Norse Jul in Bosque County

28th Annual Norwegian Country Christmas Tour

CLIFTON - The glorious sunshine and brisk breeze that whipped up the Norwegian flags along the route and in town added to the seasonal atmosphere of the 28th annual Norwegian Country Christmas Tour offering a perfect day to saunter, shop and sight see in beautiful Bosque County. What a splendid way to start the season.


The Christmas Tour all started with the traditional lighted parade, which heralds in the Christmas season and brings Santa to town. After the parade in Clifton Friday, visitors at the Museum by Candlelight could stop in and experience the rituals, myths and magic of a traditional Texas Christmas with Santa in attendance.

And at the Bosque Arts Center Arts of Christmas, there were cookies, cocoa, artisan and pottery sale and music from South 31st with Jimmy and Steve Schmidt playing some smooth tunes. And the kids loved their visit and photo opportunity with The Grinch and Cindy Lou Who.

The next day in Clifton, there was music, free carriage rides, arts and crafts from local artists at the Shop on 219. Both the Edwin Olsen Railway Museum and the Clifton Classic Chassis museum were open for those wanting less seasonal, but still very interesting fare.

Art lovers could enjoy the Kathy Tate one-man show at the BAC or enjoy a Funky Flea Market at the Market at the Mill.
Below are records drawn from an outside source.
//! CSV ingest and normalization.
//!
//! Each input file is a headerless comma-delimited table of
//! `time,wavelength,uncertainty` triples (years, nm, nm). Rows with missing
//! or non-numeric fields, or a zero uncertainty, are dropped without
//! per-row reporting (a deliberate limitation of the published analysis);
//! only aggregate counts are surfaced. The two tables are merged and sorted
//! ascending by time.

use std::fs::File;
use std::path::Path;

use crate::domain::Measurement;
use crate::error::AppError;

/// Ingest output: merged, time-sorted measurements plus aggregate counts.
#[derive(Debug, Clone)]
pub struct IngestedData {
    pub measurements: Vec<Measurement>,
    pub rows_read: usize,
    pub rows_dropped: usize,
}

/// Load, merge, and time-sort both measurement tables.
///
/// A missing file aborts with exit code 2 naming the path; an empty merged
/// set aborts with exit code 3 rather than flowing an empty set downstream.
pub fn load_measurements(path1: &Path, path2: &Path) -> Result<IngestedData, AppError> {
    let mut measurements = Vec::new();
    let mut rows_read = 0usize;
    let mut rows_dropped = 0usize;

    for path in [path1, path2] {
        let (read, dropped) = read_table(path, &mut measurements)?;
        rows_read += read;
        rows_dropped += dropped;
    }

    if measurements.is_empty() {
        return Err(AppError::insufficient_data(
            "No valid rows remain after ingest validation.",
        ));
    }

    measurements.sort_by(|a, b| {
        a.time_years
            .partial_cmp(&b.time_years)
            .unwrap_or(std::cmp::Ordering::Equal)
    });

    Ok(IngestedData {
        measurements,
        rows_read,
        rows_dropped,
    })
}

/// Read one table, appending valid rows. Returns `(rows_read, rows_dropped)`.
fn read_table(path: &Path, out: &mut Vec<Measurement>) -> Result<(usize, usize), AppError> {
    let file = File::open(path).map_err(|e| {
        AppError::input(format!(
            "Failed to open data file '{}': {e}. Please check the directory.",
            path.display()
        ))
    })?;

    let mut reader = csv::ReaderBuilder::new()
        .has_headers(false)
        .flexible(true)
        .trim(csv::Trim::All)
        .from_reader(file);

    let mut rows_read = 0usize;
    let mut rows_dropped = 0usize;

    for result in reader.records() {
        rows_read += 1;

        let record = match result {
            Ok(r) => r,
            Err(_) => {
                rows_dropped += 1;
                continue;
            }
        };

        match parse_row(&record) {
            Some(m) => out.push(m),
            None => rows_dropped += 1,
        }
    }

    Ok((rows_read, rows_dropped))
}

/// Parse one record into a measurement; `None` means the row is invalid.
///
/// Invalid: fewer than three fields, any non-numeric/non-finite field, or
/// `uncertainty <= 0` (guards the chi-squared division downstream).
fn parse_row(record: &csv::StringRecord) -> Option<Measurement> {
    let time_years = parse_field(record.get(0))?;
    let wavelength_nm = parse_field(record.get(1))?;
    let uncertainty_nm = parse_field(record.get(2))?;

    if uncertainty_nm <= 0.0 {
        return None;
    }

    Some(Measurement {
        time_years,
        wavelength_nm,
        uncertainty_nm,
    })
}

fn parse_field(s: Option<&str>) -> Option<f64> {
    let s = s?;
    if s.is_empty() {
        return None;
    }
    let v = s.parse::<f64>().ok()?;
    if v.is_finite() { Some(v) } else { None }
}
At the Clifton Armory, a Christmas market offered everything from Norwegian Lefse, Norwegian and traditional Christmas décor, and candles to demonstrations and music.

And for those buying tickets for the tour, the ever-so-popular Norwegian Lunch with kjoltboller (meatballs), potet (mashed potatoes), brown gravy, green beans almondine, rodbette salat (beet salad), bread and butter, sandbakkels (sand tarts) and rosettes offered a welcome break from all the shopping and sightseeing.
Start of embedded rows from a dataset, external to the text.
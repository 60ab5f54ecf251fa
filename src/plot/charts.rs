//! Plotters-powered PNG charts.
//!
//! The charts are data-driven: every series is computed by the numeric
//! pipeline and handed in as plain values, so this module contains drawing
//! code only. With Plotters' font-dependent features disabled (see
//! Cargo.toml) the charts carry mesh lines and series but no rendered text.
//!
//! Output filenames match the published analysis:
//! - `Raw_data_plot.png`
//! - `plot_of_velocity_against_time_without_outliers.png`
//! - `contour_plot.png`

use std::path::Path;

use plotters::prelude::*;

use crate::domain::{Measurement, ModelParameters, RvPoint};
use crate::error::AppError;
use crate::uncertainty::ChiSquaredSurface;

pub const RAW_DATA_PLOT: &str = "Raw_data_plot.png";
pub const FITTED_DATA_PLOT: &str = "plot_of_velocity_against_time_without_outliers.png";
pub const CONTOUR_PLOT: &str = "contour_plot.png";

const RAW_SIZE: (u32, u32) = (1000, 400);
const FITTED_SIZE: (u32, u32) = (1100, 400);
const CONTOUR_SIZE: (u32, u32) = (790, 720);

fn draw_error(path: &Path, e: impl std::fmt::Display) -> AppError {
    AppError::numerical(format!("Failed to render '{}': {e}", path.display()))
}

/// Raw wavelength-vs-time scatter with error bars (years, nm).
pub fn render_raw_data(path: &Path, measurements: &[Measurement]) -> Result<(), AppError> {
    let root = BitMapBackend::new(path, RAW_SIZE).into_drawing_area();
    root.fill(&WHITE).map_err(|e| draw_error(path, e))?;

    let (t_range, w_range) = padded_ranges(
        measurements.iter().map(|m| m.time_years),
        measurements
            .iter()
            .flat_map(|m| [m.wavelength_nm - m.uncertainty_nm, m.wavelength_nm + m.uncertainty_nm]),
    );

    let mut chart = ChartBuilder::on(&root)
        .margin(10)
        .build_cartesian_2d(t_range, w_range)
        .map_err(|e| draw_error(path, e))?;
    chart
        .configure_mesh()
        .draw()
        .map_err(|e| draw_error(path, e))?;

    chart
        .draw_series(measurements.iter().map(|m| {
            ErrorBar::new_vertical(
                m.time_years,
                m.wavelength_nm - m.uncertainty_nm,
                m.wavelength_nm,
                m.wavelength_nm + m.uncertainty_nm,
                BLUE.filled(),
                6,
            )
        }))
        .map_err(|e| draw_error(path, e))?;

    root.present().map_err(|e| draw_error(path, e))
}

/// Cleaned velocity data with error bars plus the fitted curve (s, m/s).
pub fn render_fitted_curve(
    path: &Path,
    points: &[RvPoint],
    parameters: &ModelParameters,
) -> Result<(), AppError> {
    let root = BitMapBackend::new(path, FITTED_SIZE).into_drawing_area();
    root.fill(&WHITE).map_err(|e| draw_error(path, e))?;

    let (t_range, v_range) = padded_ranges(
        points.iter().map(|p| p.time_s),
        points
            .iter()
            .flat_map(|p| [p.velocity_ms - p.uncertainty_ms, p.velocity_ms + p.uncertainty_ms]),
    );

    let mut chart = ChartBuilder::on(&root)
        .margin(10)
        .build_cartesian_2d(t_range.clone(), v_range)
        .map_err(|e| draw_error(path, e))?;
    chart
        .configure_mesh()
        .draw()
        .map_err(|e| draw_error(path, e))?;

    // Dense model curve across the observed time span.
    let n = 512;
    let t0 = t_range.start;
    let t1 = t_range.end;
    let curve = (0..n).map(|i| {
        let t = t0 + (t1 - t0) * i as f64 / (n as f64 - 1.0);
        (t, parameters.velocity_at(t))
    });
    chart
        .draw_series(LineSeries::new(curve, &RED))
        .map_err(|e| draw_error(path, e))?;

    chart
        .draw_series(points.iter().map(|p| {
            ErrorBar::new_vertical(
                p.time_s,
                p.velocity_ms - p.uncertainty_ms,
                p.velocity_ms,
                p.velocity_ms + p.uncertainty_ms,
                BLUE.filled(),
                6,
            )
        }))
        .map_err(|e| draw_error(path, e))?;

    root.present().map_err(|e| draw_error(path, e))
}

/// Two-panel confidence-contour chart.
///
/// Top panel: the `chi2_min + 1` contour alone. Bottom panel: every level in
/// `offsets` at once. The fit minimum is marked in both.
pub fn render_contours(
    path: &Path,
    surface: &ChiSquaredSurface,
    offsets: &[f64],
    minimum: (f64, f64),
) -> Result<(), AppError> {
    let root = BitMapBackend::new(path, CONTOUR_SIZE).into_drawing_area();
    root.fill(&WHITE).map_err(|e| draw_error(path, e))?;
    let panels = root.split_evenly((2, 1));

    let first = offsets
        .first()
        .copied()
        .ok_or_else(|| AppError::input("Contour plot needs at least one level offset."))?;
    draw_contour_panel(&panels[0], path, surface, &[first], minimum)?;
    draw_contour_panel(&panels[1], path, surface, offsets, minimum)?;

    root.present().map_err(|e| draw_error(path, e))
}

fn draw_contour_panel(
    area: &DrawingArea<BitMapBackend, plotters::coord::Shift>,
    path: &Path,
    surface: &ChiSquaredSurface,
    offsets: &[f64],
    minimum: (f64, f64),
) -> Result<(), AppError> {
    let x0 = surface.speed_axis[0];
    let x1 = surface.speed_axis[surface.speed_axis.len() - 1];
    let y0 = surface.angular_axis[0];
    let y1 = surface.angular_axis[surface.angular_axis.len() - 1];

    let mut chart = ChartBuilder::on(area)
        .margin(10)
        .build_cartesian_2d(x0..x1, y0..y1)
        .map_err(|e| draw_error(path, e))?;
    chart
        .configure_mesh()
        .draw()
        .map_err(|e| draw_error(path, e))?;

    let palette = [
        RGBColor(0, 0, 0),
        RGBColor(70, 130, 180),
        RGBColor(46, 139, 87),
        RGBColor(178, 34, 34),
    ];

    for (idx, &offset) in offsets.iter().enumerate() {
        let color = palette[idx % palette.len()];
        let level = surface.min_chi_squared + offset;
        chart
            .draw_series(
                surface
                    .level_crossings(level)
                    .into_iter()
                    .map(|(x, y)| Pixel::new((x, y), color)),
            )
            .map_err(|e| draw_error(path, e))?;
    }

    chart
        .draw_series(std::iter::once(Circle::new(minimum, 4, BLUE.filled())))
        .map_err(|e| draw_error(path, e))?;

    Ok(())
}

/// Min/max ranges padded by 5% so markers at the extremes stay visible.
fn padded_ranges(
    xs: impl Iterator<Item = f64>,
    ys: impl Iterator<Item = f64>,
) -> (std::ops::Range<f64>, std::ops::Range<f64>) {
    (padded(xs), padded(ys))
}

fn padded(values: impl Iterator<Item = f64>) -> std::ops::Range<f64> {
    let mut min = f64::INFINITY;
    let mut max = f64::NEG_INFINITY;
    for v in values {
        min = min.min(v);
        max = max.max(v);
    }
    if !(min.is_finite() && max.is_finite()) {
        return 0.0..1.0;
    }
    let pad = if max > min { (max - min) * 0.05 } else { 1.0 };
    (min - pad)..(max + pad)
}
An integral part of the NCCT is the celebration of the Norwegian settlers that came to Bosque County in search of a better life and the chance to own some land. And every year, historic Norwegian homes and churches open their doors to the public. At all venues, docents and owners were present to aid the visitors with any enquiries and questions they had. A total of 70 volunteers help make the country tour a memorable day for everyone.

This year, the tour visited the Switching House and The Barn on the River’s Bend Farm.

Other historic Norwegian sites along the tour are the staples - the CP farm with the Cleng Peerson cabin, the Ringness House museum, St. Olaf’s Kirke and Our Savior’s Lutheran Church.

At the St. Olaf’s Kirke and at the Ringness House, where both exudes history from their limestone walls and wooden floors, music and the smell of wood burning stoves filled the locations. The Kirke offered a full day of seasonal music, including the Tuba Christmas Band, the Brazos Point Bluegrass Gospel Band, the Clifton Elementary Honors choir and Brian Barrett to name a few.

Just by standing in the historic homes and monuments, visitors took in history with every breath, transporting them back in time to the early European settlers in the county.

And if the day wasn’t Norwegian enough, the Cranfills Gap ISD offered their annual very traditional and unique Lutefisk dinner for the 55th time Saturday evening.